Tetapi di tahun 1973 ditandatangani sebuah perjanjian baru yang menyebutkan bahwa semua kegiatan industri perminyakan berada di tangan Iran dan semua pabrik beserta instalasinya menjadi milik pemerintah.

Dalam perjanjian tersebut, konsorsium tersebut di beri jaminan untuk mendapatkan minyak mentah dengan harga khusus dalam jangka waktu 20 tahun.

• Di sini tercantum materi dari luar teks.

//! Runs the AI advice prompts against a completion backend.
//!
//! - Sections are requested concurrently and each one is bounded by a timeout.
//! - Any failed section is replaced by canned content; the caller always gets a result.

use std::sync::Arc;
use std::time::Duration;

use serde::de::DeserializeOwned;
use thiserror::Error;
use time::OffsetDateTime;
use tracing::{info, warn};

use crate::domain::analysis::{
    confidence_for, fallback_market_insights, fallback_packaging_advice, fallback_profit_analysis,
    fallback_risk_assessment, parse_section, AIAnalysisResult, AnalysisOutcome, AnalysisRequest,
    AnalysisType, MarketInsights, PackagingAdvice, ProfitAnalysis, RiskAssessment, RiskTolerance,
};
use crate::infra::openai::{CompletionBackend, OpenAiClient, OpenAiClientError};
use crate::util::config::AppConfig;

/// Sale price assumed in the profit prompt when the seller gave none.
const ASSUMED_SALE_PRICE: u32 = 1500;

#[derive(Debug, Error)]
pub enum AnalysisError {
    #[error("no answer within {0:?}")]
    Timeout(Duration),
    #[error(transparent)]
    Client(#[from] OpenAiClientError),
    #[error("unreadable answer: {0}")]
    Parse(#[from] serde_json::Error),
}

#[derive(Clone)]
pub struct AnalysisService {
    backend: Arc<dyn CompletionBackend>,
    timeout: Duration,
}

impl AnalysisService {
    pub fn new(backend: Arc<dyn CompletionBackend>, timeout: Duration) -> Self {
        Self { backend, timeout }
    }

    pub fn from_config(config: &AppConfig) -> Result<Self, OpenAiClientError> {
        let client = OpenAiClient::new(&config.ai)?;
        if !client.has_api_key() {
            warn!("no OpenAI API key configured; analysis will return canned advice");
        }
        Ok(Self::new(
            Arc::new(client),
            Duration::from_secs(config.ai.timeout_secs.max(1)),
        ))
    }

    pub async fn run(&self, request: &AnalysisRequest, kind: AnalysisType) -> AnalysisOutcome {
        let requested = kind.sections();
        let wants = |section: AnalysisType| requested.contains(&section);
        info!(
            analysis = kind.as_str(),
            category = %request.product.category,
            options = request.shipping_options.len(),
            "starting AI analysis"
        );

        let (profit, risk, packaging, market) = tokio::join!(
            self.section::<ProfitAnalysis>(
                AnalysisType::Profit,
                wants(AnalysisType::Profit).then(|| profit_prompt(request)),
            ),
            self.section::<RiskAssessment>(
                AnalysisType::Risk,
                wants(AnalysisType::Risk).then(|| risk_prompt(request)),
            ),
            self.section::<PackagingAdvice>(
                AnalysisType::Packaging,
                wants(AnalysisType::Packaging).then(|| packaging_prompt(request)),
            ),
            self.section::<MarketInsights>(
                AnalysisType::Market,
                wants(AnalysisType::Market).then(|| market_prompt(request)),
            ),
        );

        let mut tally = Tally::default();
        let profit = tally.settle(AnalysisType::Profit, profit, fallback_profit_analysis);
        let risk = tally.settle(AnalysisType::Risk, risk, fallback_risk_assessment);
        let packaging = tally.settle(AnalysisType::Packaging, packaging, fallback_packaging_advice);
        let market = tally.settle(AnalysisType::Market, market, fallback_market_insights);

        let confidence = confidence_for(tally.answered, requested.len());
        let result = AIAnalysisResult::assemble(profit, risk, packaging, market, confidence);

        if tally.failures.is_empty() {
            info!(analysis_id = %result.analysis_id, confidence, "AI analysis completed");
            AnalysisOutcome::Completed(result)
        } else {
            let reason = tally.failures.join("; ");
            warn!(analysis_id = %result.analysis_id, %reason, "AI analysis fell back to canned advice");
            AnalysisOutcome::Fallback { result, reason }
        }
    }

    /// `None` when the section was not requested.
    async fn section<T>(
        &self,
        kind: AnalysisType,
        prompt: Option<String>,
    ) -> Option<Result<T, AnalysisError>>
    where
        T: DeserializeOwned,
    {
        let prompt = prompt?;
        Some(self.ask(&system_prompt(kind), &prompt).await)
    }

    async fn ask<T>(&self, system: &str, prompt: &str) -> Result<T, AnalysisError>
    where
        T: DeserializeOwned,
    {
        let raw = tokio::time::timeout(self.timeout, self.backend.complete(system, prompt))
            .await
            .map_err(|_| AnalysisError::Timeout(self.timeout))??;
        Ok(parse_section(&raw)?)
    }
}

#[derive(Default)]
struct Tally {
    answered: usize,
    failures: Vec<String>,
}

impl Tally {
    fn settle<T>(
        &mut self,
        kind: AnalysisType,
        outcome: Option<Result<T, AnalysisError>>,
        fallback: fn() -> T,
    ) -> T {
        match outcome {
            Some(Ok(section)) => {
                self.answered += 1;
                section
            }
            Some(Err(error)) => {
                warn!(section = kind.as_str(), %error, "AI section failed; using canned content");
                self.failures.push(format!("{}: {error}", kind.as_str()));
                fallback()
            }
            None => fallback(),
        }
    }
}

const BASE_SYSTEM_PROMPT: &str = "あなたは日本のフリマ市場（メルカリ、ヤフオク等）に精通した物流・配送コンサルタントです。
実際の配送業界での豊富な経験を持ち、フリマ出品者の利益最大化を専門としています。
回答は必ずJSON形式で、具体的で実践的なアドバイスを提供してください。";

fn system_prompt(kind: AnalysisType) -> String {
    let focus = match kind {
        AnalysisType::Profit => {
            "特に利益最大化、コスト削減、価格戦略に関する専門知識を活用して分析してください。
メルカリ手数料10%、ヤフオク手数料8.8%を考慮した実際の手取り計算を行ってください。"
        }
        AnalysisType::Risk => {
            "特に配送リスク管理、破損・遅延・紛失の予防に関する専門知識を活用してください。
過去の配送事故事例や季節要因も考慮した実践的なリスク評価を行ってください。"
        }
        AnalysisType::Packaging => {
            "特に梱包材の選定、コスト効率、商品保護に関する専門知識を活用してください。
100円ショップやネット通販で入手可能な材料を中心とした現実的な提案をしてください。"
        }
        AnalysisType::Market => {
            "特にフリマ市場の動向、価格戦略、購買行動に関する専門知識を活用してください。
実際の取引データに基づいた市場分析と戦略提案を行ってください。"
        }
        AnalysisType::Comprehensive => {
            "利益最大化、リスク管理、梱包最適化、市場戦略の全ての観点から総合的に分析してください。"
        }
    };
    format!("{BASE_SYSTEM_PROMPT}\n{focus}")
}

fn today() -> String {
    let date = OffsetDateTime::now_utc().date();
    format!("{}/{}/{}", date.year(), u8::from(date.month()), date.day())
}

fn dimensions(request: &AnalysisRequest) -> String {
    let product = &request.product;
    format!(
        "サイズ: {}×{}×{}cm\n重量: {}g",
        product.length, product.width, product.thickness, product.weight
    )
}

fn preference_notes(request: &AnalysisRequest) -> String {
    let preferences = &request.preferences;
    let mut notes = Vec::new();
    if preferences.prioritize_speed {
        notes.push("配送スピード重視");
    }
    if preferences.prioritize_cost {
        notes.push("送料の安さ重視");
    }
    notes.push(match preferences.risk_tolerance {
        RiskTolerance::Low => "リスク許容度: 低",
        RiskTolerance::Medium => "リスク許容度: 中",
        RiskTolerance::High => "リスク許容度: 高",
    });
    notes.join(" / ")
}

fn profit_prompt(request: &AnalysisRequest) -> String {
    let product = &request.product;
    let sale_price = product.sale_price.unwrap_or(ASSUMED_SALE_PRICE);
    let options = request
        .shipping_options
        .iter()
        .enumerate()
        .map(|(index, option)| {
            format!(
                "{}. {}: ¥{} ({})",
                index + 1,
                option.name,
                option.price,
                option.delivery_days
            )
        })
        .collect::<Vec<_>>()
        .join("\n");

    format!(
        "フリマ配送の利益最大化エキスパートとして、以下の商品の配送戦略を分析してください。

【商品情報】
カテゴリ: {category}
{dimensions}
配送先: {destination}
出品者の希望: {preferences}

【配送オプション】
{options}

以下のJSONフォーマットで回答してください：
{{
  \"currentProfit\": 売価{sale_price}円での現在利益（数値）,
  \"optimizedProfit\": 最適化後の予想利益（数値）,
  \"improvements\": [\"具体的な改善提案1\", \"具体的な改善提案2\", \"具体的な改善提案3\"],
  \"costSavings\": 節約可能金額（数値）,
  \"priceRecommendation\": \"最適な販売価格設定の提案\",
  \"competitiveAdvantage\": \"競合との差別化ポイント\"
}}

フリマ初心者にも分かりやすく、具体的な数値と実践的なアドバイスを含めてください。",
        category = product.category,
        dimensions = dimensions(request),
        destination = product.destination,
        preferences = preference_notes(request),
    )
}

fn risk_prompt(request: &AnalysisRequest) -> String {
    let product = &request.product;
    let method = request
        .shipping_options
        .first()
        .map(|option| option.name.as_str())
        .unwrap_or("未定");

    format!(
        "物流リスク管理の専門家として、以下の配送のリスクを分析してください。

【商品・配送情報】
商品: {category}
{dimensions}
配送方法: {method}
配送先: {destination}
時期: {date}
出品者の希望: {preferences}

以下のJSONフォーマットで回答してください：
{{
  \"damageRisk\": 破損リスク度（1-10の数値）,
  \"delayRisk\": 遅延リスク度（1-10の数値）,
  \"lossRisk\": 紛失リスク度（1-10の数値）,
  \"overallRisk\": 総合リスク度（1-10の数値）,
  \"riskFactors\": [\"主要リスク要因1\", \"主要リスク要因2\"],
  \"preventionTips\": [\"具体的な予防策1\", \"具体的な予防策2\", \"具体的な予防策3\"],
  \"seasonalConsiderations\": [\"季節的な注意点1\", \"季節的な注意点2\"]
}}

過去の配送事故事例も考慮し、実践的で具体的なアドバイスをお願いします。",
        category = product.category,
        dimensions = dimensions(request),
        destination = product.destination,
        date = today(),
        preferences = preference_notes(request),
    )
}

fn packaging_prompt(request: &AnalysisRequest) -> String {
    format!(
        "梱包エキスパートとして、以下の商品の最適な梱包方法を提案してください。

【商品情報】
カテゴリ: {category}
{dimensions}

以下のJSONフォーマットで回答してください：
{{
  \"recommendedMaterials\": [\"推奨梱包材1\", \"推奨梱包材2\", \"推奨梱包材3\"],
  \"costEffectiveSolutions\": [\"コスト重視の梱包方法1\", \"コスト重視の梱包方法2\"],
  \"sustainabilityTips\": [\"環境配慮のアドバイス1\", \"環境配慮のアドバイス2\"],
  \"sizingTips\": [\"サイズ最適化のコツ1\", \"サイズ最適化のコツ2\"],
  \"budgetBreakdown\": [{{\"material\": \"梱包材名\", \"cost\": 概算コスト（数値）, \"durability\": \"耐久性評価\"}}]
}}

100円ショップやネット通販で入手可能な材料を中心に、実用的で具体的な提案をお願いします。",
        category = request.product.category,
        dimensions = dimensions(request),
    )
}

fn market_prompt(request: &AnalysisRequest) -> String {
    format!(
        "フリマ市場分析の専門家として、以下の商品の市場戦略を分析してください。

【商品情報】
カテゴリ: {category}
配送先: {destination}
現在時期: {date}

以下のJSONフォーマットで回答してください：
{{
  \"competitiveAdvantage\": \"この商品の競合優位性\",
  \"pricingStrategy\": \"最適な価格戦略\",
  \"timingAdvice\": \"発送・出品タイミングの提案\",
  \"seasonalTrends\": \"季節トレンドの影響\",
  \"buyerBehavior\": \"購入者行動の特徴\",
  \"demandForecast\": \"需要予測と販売戦略\"
}}

メルカリ、ヤフオクでの実際の取引事例を考慮し、データに基づいた実践的なアドバイスをお願いします。",
        category = request.product.category,
        destination = request.product.destination,
        date = today(),
    )
}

Produksi minyak dipusatkan di baratdaya, yang memiliki ladang paling besar di Gachsaran dan Agha Jari. Sejumlah ladang minyak baru ditemukan, baik di darat maupun di lepas pantai. Kilang minyak di Abadan terutama mengolah gas alam dari Marus. Pulau Khark telah dikembangkan menjadi terminal minyak mentah untuk ekspor, dan tercatat sebagai terminal minyak paling besar di dunia.

Minyak dan gas alam telah membantu Iran dalam mengembangkan industri petrokimia dan industri-industri lain, bahkan telah meningkatkan perdagangan gas alam. Tetapi, pada awal tahun 1980-an, turunnya harga minyak dunia dan perang yang berkepanjangan dengan Irak mengakibatkan hancurnya industri minyak Iran, hingga ekonomi negeri ini menjadi berantakan.

Barang tambang lain di Iran meliputi bijih tembaga (di Ahar, di sebelah timur laut kota Tabriz, dan di Zagros), bijih timah/seng (di Bafg dan di beberapa tempat lain), kromit, barium, emas, nikel, arsen, dan antimon. Pengembangan bijih besi dan batu bara di sekitar Kerman di dorong dengan membangun pabrik baja di Esfahan.

Iran mengembangkan industri modern dalam usaha mengurangi impor dan untuk mengatasi ketergantungan ekonominya pada minyak dan pertanian. Pabrik tekstil dibangun di Esfahan, Tabriz, Teheran, dan kota-kota lain.

Sudah banyak pabrik pengolahan bahan mentah dan bahan makanan yang berhasil didirikan, di antaranya pabrik gula, pabrik pengolahan kapas, dan pabrik pasteurisasi susu. Industri mobil juga telah diperluas sedemikian rupa, hingga Iran sekarang mencukupi kebutuhannya sendiri dalam hal traktor dan kendaraan bermotor dari berbagai jenis, meskipun komponen-komponennya masih harus didatangkan dari luar negeri.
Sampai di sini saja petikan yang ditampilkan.